La conséquence la plus spectaculaire devrait être un renforcement de la concentration du capital. Or, l’économie française est déjà particulièrement hiérarchisée. Selon les données de l’INSEE sur les entreprises, 50 grandes entreprises emploient 27 % des salariés, réalisent 33 % de la valeur ajoutée totale et portent 46 % du total de bilan des sociétés. L’accroissement du patrimoine des grandes fortunes en est un symptôme. En parallèle, tandis que l’économie n’a cessé de croître, le nombre des indépendants (artisans, commerçants et chefs d’entreprise) a baissé de façon spectaculaire sur des décennies.

Ceci implique qu’un nombre croissant d’entreprises se retrouve entre les mains d’un nombre de plus en plus restreint d’individus, expliquant pour partie la croissance des inégalités. La concurrence exacerbée tendra inexorablement à amplifier cette concentration ; on l’observe sur de nombreux marchés, les grandes entreprises finissent par avoir les moyens de racheter ou de faire disparaître les plus petites. Les données de l’INSEE montrent ainsi que le poids des artisans, commerçants et chefs d’entreprise dans la population totale a diminué de deux tiers depuis 1954 et encore de moitié depuis 1982.

Part des indépendants dans la population active (source : INSEE).

Cette baisse n’est pas continue, elle s’est stabilisée dans les années 2000 peu avant une remontée liée au statut d’auto-entrepreneur, remontée qui ne traduit toutefois pas véritablement un regain de « l’esprit d’entreprise » si l’on s’en tient au profil et aux activités des créateurs concernés. En effet, pour une part significative d’entre eux, l’autoentreprise représente principalement une alternative au chômage. Ainsi 25 % des 400.000 nouveaux auto-entrepreneurs de 2019 étaient chômeurs au lancement de leur activité. En complément, il ne faut pas négliger le phénomène « d’uberisation » – d’externalisation du salariat –, plus avancé qu’il n’y paraît. Ainsi, les chauffeurs représentent une part non négligeable de la croissance des microentreprises, dont près de 10 % sont actives dans les transports. Le secteur du BTP est également bien représenté, où il s’agit aussi en grande partie d’un salariat déguisé.

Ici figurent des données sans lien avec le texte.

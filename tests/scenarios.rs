//! End-to-end triage scenarios driven through the public service API.

use std::sync::Arc;

use chrono::{Duration, TimeZone, Utc};

use safetynet_core::classification::{classify, Category};
use safetynet_core::config::TriageConfig;
use safetynet_core::conversation::{FlowState, TransitionReason};
use safetynet_core::dispatch::{IncidentStatus, ManualClock, Responder};
use safetynet_core::pipeline::{
    DispatchNotice, InboundMessage, MessageOutcome, TriageEvent, TriageReply, TriageService,
    VoiceGateway,
};
use safetynet_core::storage::IncidentFilter;
use safetynet_core::TriageError;

const PHONE: &str = "+16475550199";

fn clock() -> Arc<ManualClock> {
    Arc::new(ManualClock::new(Utc.with_ymd_and_hms(2024, 3, 1, 22, 0, 0).unwrap()))
}

fn service(responders: Vec<Responder>) -> (TriageService, Arc<ManualClock>) {
    let clock = clock();
    let service = TriageService::new(TriageConfig::default())
        .unwrap()
        .with_clock(clock.clone());
    for r in responders {
        service.register_responder(r).unwrap();
    }
    (service, clock)
}

fn send(service: &TriageService, body: &str) -> TriageReply {
    match service.process_message(&InboundMessage::new(PHONE, body)) {
        MessageOutcome::Handled(reply) => reply,
        other => panic!("expected {:?} to be handled, got {:?}", body, other),
    }
}

#[test]
fn scenario_a_weapon_goes_to_emergency() {
    let (service, _) = service(vec![Responder::new("v1", "Maya")]);

    let reply = send(&service, "there's a gun nearby");

    assert_eq!(reply.classification.category, Category::ArmedThreat);
    assert_eq!(reply.classification.urgency_score, 10);
    assert!(reply.classification.police_needed);
    assert!(!reply.classification.community_resolution);
    assert_eq!(reply.state, FlowState::Emergency);
    assert_eq!(reply.transition.reason, TransitionReason::UrgencyOverride);
    assert!(reply.text.contains("MAXIMUM PRIORITY"));
}

#[test]
fn scenario_b_following_creates_dispatch() {
    let (service, _) = service(vec![Responder::new("v1", "Maya").with_rating(4.7)]);

    let reply = send(&service, "someone is following me");

    assert_eq!(reply.classification.category, Category::Following);
    assert_eq!(reply.classification.urgency_score, 9);
    assert!(!reply.classification.police_needed);

    let incident_id = reply.incident_id.clone().unwrap();
    let dispatch = service.dispatch(&incident_id).unwrap();
    assert_eq!(dispatch.responder_id, "v1");
    assert_eq!(dispatch.distance_remaining_km, 2.4);
    assert_eq!(
        reply.dispatch,
        DispatchNotice::Dispatched {
            responder_name: "Maya".to_string(),
            eta_minutes: 6
        }
    );
    assert!(reply.text.contains("✓ Volunteer Maya dispatched - ETA 6 min"));

    let events = service.drain_events();
    assert!(matches!(events[0], TriageEvent::IncidentOpened { .. }));
    assert!(matches!(events[1], TriageEvent::DispatchCreated { .. }));
}

#[test]
fn scenario_c_unsafe_opens_location_menu() {
    let (service, _) = service(vec![]);

    let reply = send(&service, "UNSAFE");

    assert_eq!(reply.transition.from, FlowState::Start);
    assert_eq!(reply.state, FlowState::UnsafeLocation);
    let options = FlowState::UnsafeLocation.spec().option_keys();
    assert_eq!(options, vec!["A", "B", "C", "D"]);
    for key in options {
        assert!(reply.text.contains(&format!("{} = ", key)));
    }
}

#[test]
fn scenario_d_no_responder_keeps_incident_open() {
    let mut busy = Responder::new("v1", "Maya");
    busy.on_duty = false;
    let (service, _) = service(vec![busy]);

    let reply = send(&service, "someone is following me");

    assert_eq!(reply.dispatch, DispatchNotice::NoResponder);
    let incident_id = reply.incident_id.unwrap();
    assert_eq!(service.incident(&incident_id).unwrap().status, IncidentStatus::Open);
    assert!(service.dispatch(&incident_id).is_none());
    assert!(!reply.text.contains("ETA"));
    assert!(!reply.text.contains("dispatched"));
    assert!(reply.text.contains("No volunteer is free right now"));
    assert!(service
        .drain_events()
        .iter()
        .any(|e| matches!(e, TriageEvent::NoResponderAvailable { .. })));
}

#[test]
fn scenario_e_status_cycle_pins_distance() {
    let (service, _) = service(vec![Responder::new("v1", "Maya")]);
    let incident_id = send(&service, "someone is following me").incident_id.unwrap();

    let accepted = service.accept_incident(&incident_id, "v1").unwrap().unwrap();
    assert_eq!((accepted.from, accepted.to), (IncidentStatus::Open, IncidentStatus::Accepted));

    // Partway there when the responder reports arrival.
    service.advance(3);
    assert!(service.dispatch(&incident_id).unwrap().distance_remaining_km > 0.0);

    let on_scene = service.mark_on_scene(&incident_id, "v1").unwrap();
    assert_eq!((on_scene.from, on_scene.to), (IncidentStatus::Accepted, IncidentStatus::OnScene));
    assert_eq!(service.dispatch(&incident_id).unwrap().distance_remaining_km, 0.0);

    let resolved = service.resolve_incident(&incident_id).unwrap();
    assert_eq!((resolved.from, resolved.to), (IncidentStatus::OnScene, IncidentStatus::Resolved));

    let dispatch = service.dispatch(&incident_id).unwrap();
    assert_eq!(dispatch.distance_remaining_km, 0.0);
    assert!(dispatch.arrived);
    assert!(dispatch.closed);
    assert_eq!(dispatch.eta_label, "arrived");
    assert!(service.responders()[0].active_incident_ids.is_empty());
}

#[test]
fn accept_is_idempotent_for_the_same_responder() {
    let (service, _) = service(vec![Responder::new("v1", "Maya")]);
    let incident_id = send(&service, "someone is following me").incident_id.unwrap();

    assert!(service.accept_incident(&incident_id, "v1").unwrap().is_some());
    assert!(service.accept_incident(&incident_id, "v1").unwrap().is_none());
    assert_eq!(service.incident(&incident_id).unwrap().status, IncidentStatus::Accepted);
}

#[test]
fn cancel_is_only_reachable_before_arrival() {
    let (service, _) = service(vec![Responder::new("v1", "Maya")]);
    let incident_id = send(&service, "someone is following me").incident_id.unwrap();
    service.accept_incident(&incident_id, "v1").unwrap();
    service.mark_on_scene(&incident_id, "v1").unwrap();

    assert!(matches!(
        service.cancel_incident(&incident_id),
        Err(TriageError::IllegalTransition {
            from: IncidentStatus::OnScene,
            to: IncidentStatus::Cancelled,
            ..
        })
    ));
}

#[test]
fn option_map_is_followed_exactly() {
    let (service, _) = service(vec![]);
    send(&service, "1");
    let reply = send(&service, "B");
    assert_eq!(reply.state, FlowState::FollowingAcross);
    assert_eq!(reply.transition.reason, TransitionReason::OptionMatch);
}

#[test]
fn urgency_override_beats_option_map() {
    let (service, _) = service(vec![]);
    send(&service, "1");
    assert_eq!(service.session_state(PHONE), Some(FlowState::Following));

    // "B" would map to FOLLOWING_ACROSS, but a weapon forces EMERGENCY.
    let reply = send(&service, "B he has a knife");
    assert_eq!(reply.state, FlowState::Emergency);
    assert_eq!(reply.transition.reason, TransitionReason::UrgencyOverride);

    // Sanity: the exact option key alone is not urgent.
    assert!(classify("B").urgency_score < 10);
}

#[test]
fn tick_decays_until_arrival() {
    let (service, clock) = service(vec![Responder::new("v1", "Maya")]);
    let incident_id = send(&service, "he has a knife").incident_id.unwrap();
    service.drain_events();

    assert!(service.tick().is_empty());
    let mut last = service.dispatch(&incident_id).unwrap().distance_remaining_km;
    assert_eq!(last, 1.5);

    let mut arrivals = Vec::new();
    for _ in 0..15 {
        clock.advance(Duration::seconds(1));
        arrivals.extend(service.tick());
        let now = service.dispatch(&incident_id).unwrap().distance_remaining_km;
        assert!(now <= last);
        assert!(now >= 0.0);
        last = now;
    }

    assert_eq!(arrivals.len(), 1);
    assert_eq!(last, 0.0);
    assert!(service.dispatch(&incident_id).unwrap().arrived);
    assert!(service
        .drain_events()
        .iter()
        .any(|e| matches!(e, TriageEvent::ResponderArrived { .. })));
}

#[test]
fn follow_up_messages_reuse_the_incident() {
    let (service, _) = service(vec![Responder::new("v1", "Maya")]);
    let first = send(&service, "someone is following me");
    let second = send(&service, "A");

    assert_eq!(second.state, FlowState::FollowingClose);
    assert_eq!(first.incident_id, second.incident_id);
    assert!(matches!(second.dispatch, DispatchNotice::EnRoute { .. }));
    assert_eq!(service.list_incidents(&IncidentFilter::default()).len(), 1);
}

#[test]
fn incident_keeps_highest_urgency_classification() {
    let (service, _) = service(vec![]);
    let incident_id = send(&service, "I feel unsafe").incident_id.unwrap();
    send(&service, "he grabbed my arm");
    send(&service, "A");

    let record = service.incident(&incident_id).unwrap();
    assert_eq!(record.category, Category::PhysicalContact);
    assert_eq!(record.urgency_score, 9);
    assert!(record.police_needed);
}

struct RecordingVoice(parking_lot::Mutex<Vec<(String, String)>>);

impl VoiceGateway for RecordingVoice {
    fn place_call(&self, to: &str, script: &str) -> anyhow::Result<()> {
        self.0.lock().push((to.to_string(), script.to_string()));
        Ok(())
    }
}

#[test]
fn fake_call_state_requests_a_call() {
    let (service, _) = service(vec![]);
    let voice = Arc::new(RecordingVoice(parking_lot::Mutex::new(Vec::new())));
    let service = service.with_voice_gateway(voice.clone());

    send(&service, "3");
    let reply = send(&service, "A");
    assert_eq!(reply.state, FlowState::FakeCallFamily);
    assert!(service
        .drain_events()
        .iter()
        .any(|e| matches!(e, TriageEvent::FakeCallRequested { state: FlowState::FakeCallFamily, .. })));

    // The call runs on its own thread.
    for _ in 0..100 {
        if !voice.0.lock().is_empty() {
            break;
        }
        std::thread::sleep(std::time::Duration::from_millis(10));
    }
    let calls = voice.0.lock();
    assert_eq!(calls.len(), 1);
    assert_eq!(calls[0].0, PHONE);
}

#[test]
fn stats_and_listing() {
    let (service, _) = service(vec![Responder::new("v1", "Maya").with_capacity(5)]);
    let first = service
        .process_message(&InboundMessage::new("+15550001", "someone is following me"));
    let second = service.process_message(&InboundMessage::new("+15550002", "there's a gun nearby"));
    let third = service.process_message(&InboundMessage::new("+15550003", "hello"));
    assert!(first.reply_text().is_some() && second.reply_text().is_some() && third.reply_text().is_some());

    let stats = service.stats();
    assert_eq!(stats.total, 3);
    assert_eq!(stats.open, 3);
    assert_eq!(stats.police_involved_percentage, 33.3);

    let limited = service.list_incidents(&IncidentFilter::with_status(IncidentStatus::Open).limit(2));
    assert_eq!(limited.len(), 2);
}

#[test]
fn concurrent_sessions_are_independent() {
    let (service, _) = service(vec![Responder::new("v1", "Maya").with_capacity(64)]);
    let service = Arc::new(service);

    let handles: Vec<_> = (0..8)
        .map(|i| {
            let service = Arc::clone(&service);
            std::thread::spawn(move || {
                let phone = format!("+1555000{:04}", i);
                for body in ["1", "B", "C"] {
                    service.process_message(&InboundMessage::new(&phone, body));
                }
                phone
            })
        })
        .collect();

    for handle in handles {
        let phone = handle.join().unwrap();
        assert_eq!(service.session_state(&phone), Some(FlowState::Monitor));
        assert_eq!(service.session(&phone).unwrap().history.len(), 6);
    }
}

#[test]
fn same_session_deliveries_are_serialized() {
    const THREADS: usize = 12;
    let (service, _) = service(vec![]);
    let service = Arc::new(service);
    let barrier = Arc::new(std::sync::Barrier::new(THREADS));

    let handles: Vec<_> = (0..THREADS)
        .map(|i| {
            let service = Arc::clone(&service);
            let barrier = Arc::clone(&barrier);
            std::thread::spawn(move || {
                barrier.wait();
                let own = service.process_message(&InboundMessage::new(PHONE, &format!("update {}", i)));
                let retried = service
                    .process_message(&InboundMessage::new(PHONE, "still here").with_message_id("SM-shared"));
                (own, retried)
            })
        })
        .collect();

    let mut handled_retries = 0;
    let mut duplicate_retries = 0;
    let mut first_reply = None;
    for handle in handles {
        let (own, retried) = handle.join().unwrap();
        assert!(matches!(own, MessageOutcome::Handled(_)));
        match retried {
            MessageOutcome::Handled(reply) => {
                handled_retries += 1;
                first_reply = Some(reply.text);
            }
            MessageOutcome::Duplicate(text) => {
                duplicate_retries += 1;
                if let Some(expected) = &first_reply {
                    assert_eq!(&text, expected);
                }
            }
            MessageOutcome::Ignored => panic!("retry was ignored"),
        }
    }

    assert_eq!(handled_retries, 1);
    assert_eq!(duplicate_retries, THREADS - 1);
    // Every handled message adds one inbound and one reply entry.
    assert_eq!(service.session(PHONE).unwrap().history.len(), 2 * (THREADS + 1));
    assert_eq!(service.list_incidents(&IncidentFilter::default()).len(), 1);
    assert_eq!(service.session_count(), 1);
}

Par conséquent, ce coup d’arrêt forcé pourrait plus que jamais mettre à mal le modèle concurrentiel fondé sur l’entreprise individuelle, modèle déjà progressivement rongé par les privilèges exorbitants que peuvent se faire attribuer les grandes entreprises. Il faut également garder à l’esprit que l’entreprise, et plus précisément le commerce, a permis à des générations entières d’accéder à une promotion sociale en dehors du cursus scolaire classique. Il reste dès lors à prendre la mesure des conséquences morales et politiques de cette période. En effet, un tiers des artisans est âgé de plus de 50 ans, et nombre d’entre eux pourraient se montrer complètement découragés, menaçant l’extinction d’une grande partie de notre savoir-faire en matière d’artisanat, de gastronomie, d’hospitalité et de tant d’autres domaines.